Stored data:
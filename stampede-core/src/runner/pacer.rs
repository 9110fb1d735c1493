use std::sync::atomic::{AtomicBool, AtomicU64, Ordering};

use tokio::sync::Notify;

/// Hands out iteration starts for arrival-rate scenarios.
///
/// A driver task schedules starts as time passes; VUs claim them one at a time. The
/// unclaimed backlog never exceeds `max_vus`; anything beyond it is dropped.
#[derive(Debug)]
pub struct ArrivalPacer {
    scheduled: AtomicU64,
    claimed: AtomicU64,
    dropped: AtomicU64,

    active_vus: AtomicU64,
    pre_allocated_vus: u64,
    max_vus: u64,

    done: AtomicBool,
    notify: Notify,
}

impl ArrivalPacer {
    pub fn new(pre_allocated_vus: u64, max_vus: u64) -> Self {
        let max_vus = max_vus.max(1);
        Self {
            scheduled: AtomicU64::new(0),
            claimed: AtomicU64::new(0),
            dropped: AtomicU64::new(0),
            active_vus: AtomicU64::new(pre_allocated_vus.clamp(1, max_vus)),
            pre_allocated_vus,
            max_vus,
            done: AtomicBool::new(false),
            notify: Notify::new(),
        }
    }

    fn backlog(&self) -> u64 {
        let claimed = self.claimed.load(Ordering::Acquire);
        self.scheduled
            .load(Ordering::Acquire)
            .saturating_sub(claimed)
    }

    /// Schedules `due` more starts and returns how many of them were dropped.
    pub fn update_due(&self, due: u64) -> u64 {
        let room = self.max_vus.saturating_sub(self.backlog());
        let accepted = due.min(room);
        let dropped = due - accepted;

        if accepted != 0 {
            self.scheduled.fetch_add(accepted, Ordering::AcqRel);
        }
        if dropped != 0 {
            self.dropped.fetch_add(dropped, Ordering::Relaxed);
        }

        self.resize();
        self.notify.notify_waiters();
        dropped
    }

    // Keep `pre_allocated_vus` awake, plus one per queued start, up to `max_vus`.
    fn resize(&self) {
        let backlog = self.backlog();
        let desired = if backlog == 0 {
            self.pre_allocated_vus
        } else {
            self.pre_allocated_vus.max(backlog.saturating_add(1))
        };
        self.active_vus
            .store(desired.clamp(1, self.max_vus), Ordering::Release);
    }

    /// Stops scheduling and drops the unclaimed backlog. Returns the number dropped here.
    pub fn mark_done(&self) -> u64 {
        self.done.store(true, Ordering::Release);

        let mut dropped = 0;
        loop {
            let claimed = self.claimed.load(Ordering::Acquire);
            let scheduled = self.scheduled.load(Ordering::Acquire);
            if claimed >= scheduled {
                break;
            }
            if self
                .claimed
                .compare_exchange(claimed, scheduled, Ordering::AcqRel, Ordering::Acquire)
                .is_ok()
            {
                dropped = scheduled - claimed;
                break;
            }
        }
        if dropped != 0 {
            self.dropped.fetch_add(dropped, Ordering::Relaxed);
        }

        self.notify.notify_waiters();
        dropped
    }

    pub fn is_done(&self) -> bool {
        self.done.load(Ordering::Acquire)
    }

    pub fn dropped_total(&self) -> u64 {
        self.dropped.load(Ordering::Relaxed)
    }

    pub fn active_vus(&self) -> u64 {
        self.active_vus.load(Ordering::Acquire)
    }

    fn try_claim(&self) -> bool {
        self.claimed
            .fetch_update(Ordering::AcqRel, Ordering::Acquire, |claimed| {
                (claimed < self.scheduled.load(Ordering::Acquire)).then_some(claimed + 1)
            })
            .is_ok()
    }

    /// Waits for a scheduled start. `false` once the pacer is done.
    pub async fn claim_next(&self) -> bool {
        loop {
            let notified = self.notify.notified();
            if self.is_done() {
                return false;
            }
            if self.try_claim() {
                return true;
            }
            notified.await;
        }
    }

    /// Parks VU `scenario_vu` (1-based) until the pacer wants it. `false` once done.
    pub async fn wait_until_active(&self, scenario_vu: u64) -> bool {
        loop {
            let notified = self.notify.notified();
            if self.is_done() {
                return false;
            }
            if scenario_vu <= self.active_vus() {
                return true;
            }
            notified.await;
        }
    }
}
use tracing_subscriber::{EnvFilter, fmt};

/// Installs the stderr logger. `RUST_LOG` takes precedence over `--log-level`.
pub(crate) fn init(level: &str) -> anyhow::Result<()> {
    let filter = match EnvFilter::try_from_default_env() {
        Ok(filter) => filter,
        Err(_) => EnvFilter::try_new(level)
            .map_err(|err| anyhow::anyhow!("invalid --log-level `{level}`: {err}"))?,
    };

    fmt()
        .with_env_filter(filter)
        .with_target(false)
        .with_writer(std::io::stderr)
        .try_init()
        .map_err(|err| anyhow::anyhow!("failed to install logger: {err}"))
}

▶ _WHAT TO WORK ON_
With nothing left out, transcribe the records above exactly.

▶ _SOLUTION BELOW_
filename stampede-core/src/runner/pacer.rs
repository 9110fb1d735c1493
use std::sync::atomic::{AtomicBool, AtomicU64, Ordering};

use tokio::sync::Notify;

/// Hands out iteration starts for arrival-rate scenarios.
///
/// A driver task schedules starts as time passes; VUs claim them one at a time. The
/// unclaimed backlog never exceeds `max_vus`; anything beyond it is dropped.
#[derive(Debug)]
pub struct ArrivalPacer {
    scheduled: AtomicU64,
    claimed: AtomicU64,
    dropped: AtomicU64,

    active_vus: AtomicU64,
    pre_allocated_vus: u64,
    max_vus: u64,

    done: AtomicBool,
    notify: Notify,
}

impl ArrivalPacer {
    pub fn new(pre_allocated_vus: u64, max_vus: u64) -> Self {
        let max_vus = max_vus.max(1);
        Self {
            scheduled: AtomicU64::new(0),
            claimed: AtomicU64::new(0),
            dropped: AtomicU64::new(0),
            active_vus: AtomicU64::new(pre_allocated_vus.clamp(1, max_vus)),
            pre_allocated_vus,
            max_vus,
            done: AtomicBool::new(false),
            notify: Notify::new(),
        }
    }

    fn backlog(&self) -> u64 {
        let claimed = self.claimed.load(Ordering::Acquire);
        self.scheduled
            .load(Ordering::Acquire)
            .saturating_sub(claimed)
    }

    /// Schedules `due` more starts and returns how many of them were dropped.
    pub fn update_due(&self, due: u64) -> u64 {
        let room = self.max_vus.saturating_sub(self.backlog());
        let accepted = due.min(room);
        let dropped = due - accepted;

        if accepted != 0 {
            self.scheduled.fetch_add(accepted, Ordering::AcqRel);
        }
        if dropped != 0 {
            self.dropped.fetch_add(dropped, Ordering::Relaxed);
        }

        self.resize();
        self.notify.notify_waiters();
        dropped
    }

    // Keep `pre_allocated_vus` awake, plus one per queued start, up to `max_vus`.
    fn resize(&self) {
        let backlog = self.backlog();
        let desired = if backlog == 0 {
            self.pre_allocated_vus
        } else {
            self.pre_allocated_vus.max(backlog.saturating_add(1))
        };
        self.active_vus
            .store(desired.clamp(1, self.max_vus), Ordering::Release);
    }

    /// Stops scheduling and drops the unclaimed backlog. Returns the number dropped here.
    pub fn mark_done(&self) -> u64 {
        self.done.store(true, Ordering::Release);

        let mut dropped = 0;
        loop {
            let claimed = self.claimed.load(Ordering::Acquire);
            let scheduled = self.scheduled.load(Ordering::Acquire);
            if claimed >= scheduled {
                break;
            }
            if self
                .claimed
                .compare_exchange(claimed, scheduled, Ordering::AcqRel, Ordering::Acquire)
                .is_ok()
            {
                dropped = scheduled - claimed;
                break;
            }
        }
        if dropped != 0 {
            self.dropped.fetch_add(dropped, Ordering::Relaxed);
        }

        self.notify.notify_waiters();
        dropped
    }

    pub fn is_done(&self) -> bool {
        self.done.load(Ordering::Acquire)
    }

    pub fn dropped_total(&self) -> u64 {
        self.dropped.load(Ordering::Relaxed)
    }

    pub fn active_vus(&self) -> u64 {
        self.active_vus.load(Ordering::Acquire)
    }

    fn try_claim(&self) -> bool {
        self.claimed
            .fetch_update(Ordering::AcqRel, Ordering::Acquire, |claimed| {
                (claimed < self.scheduled.load(Ordering::Acquire)).then_some(claimed + 1)
            })
            .is_ok()
    }

    /// Waits for a scheduled start. `false` once the pacer is done.
    pub async fn claim_next(&self) -> bool {
        loop {
            let notified = self.notify.notified();
            if self.is_done() {
                return false;
            }
            if self.try_claim() {
                return true;
            }
            notified.await;
        }
    }

    /// Parks VU `scenario_vu` (1-based) until the pacer wants it. `false` once done.
    pub async fn wait_until_active(&self, scenario_vu: u64) -> bool {
        loop {
            let notified = self.notify.notified();
            if self.is_done() {
                return false;
            }
            if scenario_vu <= self.active_vus() {
                return true;
            }
            notified.await;
        }
    }
}
use tracing_subscriber::{EnvFilter, fmt};

/// Installs the stderr logger. `RUST_LOG` takes precedence over `--log-level`.
pub(crate) fn init(level: &str) -> anyhow::Result<()> {
    let filter = match EnvFilter::try_from_default_env() {
        Ok(filter) => filter,
        Err(_) => EnvFilter::try_new(level)
            .map_err(|err| anyhow::anyhow!("invalid --log-level `{level}`: {err}"))?,
    };

    fmt()
        .with_env_filter(filter)
        .with_target(false)
        .with_writer(std::io::stderr)
        .try_init()
        .map_err(|err| anyhow::anyhow!("failed to install logger: {err}"))
}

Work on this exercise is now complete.